**Work instruction:** The line containing "use clap::Parser;" marks where to begin; quote it and every line after it through the end of the data, exactly as written.

####

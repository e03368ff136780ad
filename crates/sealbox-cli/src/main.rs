//! Sealbox CLI - an encrypted account vault unlocked by a single passphrase
//!
//! Command-line front end over `sealbox-core`.

mod app;
mod cli;
mod commands;
mod config;
mod constants;
mod errors;
mod helpers;
mod output;

use clap::Parser;
use tracing_subscriber::EnvFilter;

use crate::cli::{Cli, Commands};

fn init_tracing(verbose: u8) {
    let default_level = match verbose {
        0 => "warn",
        1 => "info",
        _ => "debug",
    };
    let filter =
        EnvFilter::try_from_default_env().unwrap_or_else(|_| EnvFilter::new(default_level));
    tracing_subscriber::fmt()
        .with_env_filter(filter)
        .with_writer(std::io::stderr)
        .with_target(false)
        .init();
}

async fn run(cli: &Cli) -> anyhow::Result<()> {
    match &cli.command {
        Commands::Init(args) => commands::handle_init(cli, args).await,
        Commands::Add(args) => commands::handle_add(cli, args).await,
        Commands::List(args) => commands::handle_list(cli, args).await,
        Commands::Show(args) => commands::handle_show(cli, args).await,
        Commands::Status(args) => commands::handle_status(cli, args).await,
        Commands::Completions { shell } => commands::handle_completions(*shell),
    }
}

#[tokio::main]
async fn main() {
    let cli = Cli::parse();
    init_tracing(cli.verbose);

    if let Err(err) = run(&cli).await {
        std::process::exit(errors::report(&err));
    }
}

####

**Solution for this problem:**
use clap::Parser;
use tracing_subscriber::EnvFilter;

use crate::cli::{Cli, Commands};

fn init_tracing(verbose: u8) {
    let default_level = match verbose {
        0 => "warn",
        1 => "info",
        _ => "debug",
    };
    let filter =
        EnvFilter::try_from_default_env().unwrap_or_else(|_| EnvFilter::new(default_level));
    tracing_subscriber::fmt()
        .with_env_filter(filter)
        .with_writer(std::io::stderr)
        .with_target(false)
        .init();
}

async fn run(cli: &Cli) -> anyhow::Result<()> {
    match &cli.command {
        Commands::Init(args) => commands::handle_init(cli, args).await,
        Commands::Add(args) => commands::handle_add(cli, args).await,
        Commands::List(args) => commands::handle_list(cli, args).await,
        Commands::Show(args) => commands::handle_show(cli, args).await,
        Commands::Status(args) => commands::handle_status(cli, args).await,
        Commands::Completions { shell } => commands::handle_completions(*shell),
    }
}

#[tokio::main]
async fn main() {
    let cli = Cli::parse();
    init_tracing(cli.verbose);

    if let Err(err) = run(&cli).await {
        std::process::exit(errors::report(&err));
    }
}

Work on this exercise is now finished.